Stored items:
━━━━

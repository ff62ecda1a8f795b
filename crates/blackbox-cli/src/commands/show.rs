//! Show command implementation.
//!
//! Prints the captured log transcript for a single request.

use std::io::Write;

use blackbox::Recorder;
use serde::Serialize;

use crate::error::CliError;
use crate::output::{OutputFormat, TextDisplay};

/// Handler for the show command.
pub struct ShowCommand<'a> {
    recorder: &'a Recorder,
}

impl<'a> ShowCommand<'a> {
    /// Creates a new show command handler.
    #[must_use]
    pub const fn new(recorder: &'a Recorder) -> Self {
        Self { recorder }
    }

    /// Executes the show command.
    ///
    /// # Errors
    ///
    /// Returns [`CliError::NotFound`] when no transcript exists under the
    /// request ID, and propagates store and decode failures.
    pub async fn execute<W: Write>(
        &self,
        out: &mut W,
        format: &OutputFormat,
        request_id: &str,
    ) -> Result<(), CliError> {
        let log = self
            .recorder
            .retrieve(request_id)
            .await?
            .ok_or_else(|| CliError::NotFound(request_id.to_owned()))?;

        let transcript = Transcript {
            request_id: request_id.to_owned(),
            log,
        };
        format.write(out, &transcript)?;
        Ok(())
    }
}

// Output types

/// A retrieved request log transcript.
#[derive(Debug, Clone, Serialize)]
pub struct Transcript {
    /// Request ID the transcript was recorded under.
    pub request_id: String,
    /// Captured log text.
    pub log: String,
}

impl TextDisplay for Transcript {
    fn write_text<W: Write>(&self, writer: &mut W) -> Result<(), CliError> {
        writeln!(writer, "{}", self.log)?;
        Ok(())
    }
}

━━━━

| Your task |
Which lines of the records contain "String"? Show each of them.

| Exercise result |
    pub request_id: String,
    pub log: String,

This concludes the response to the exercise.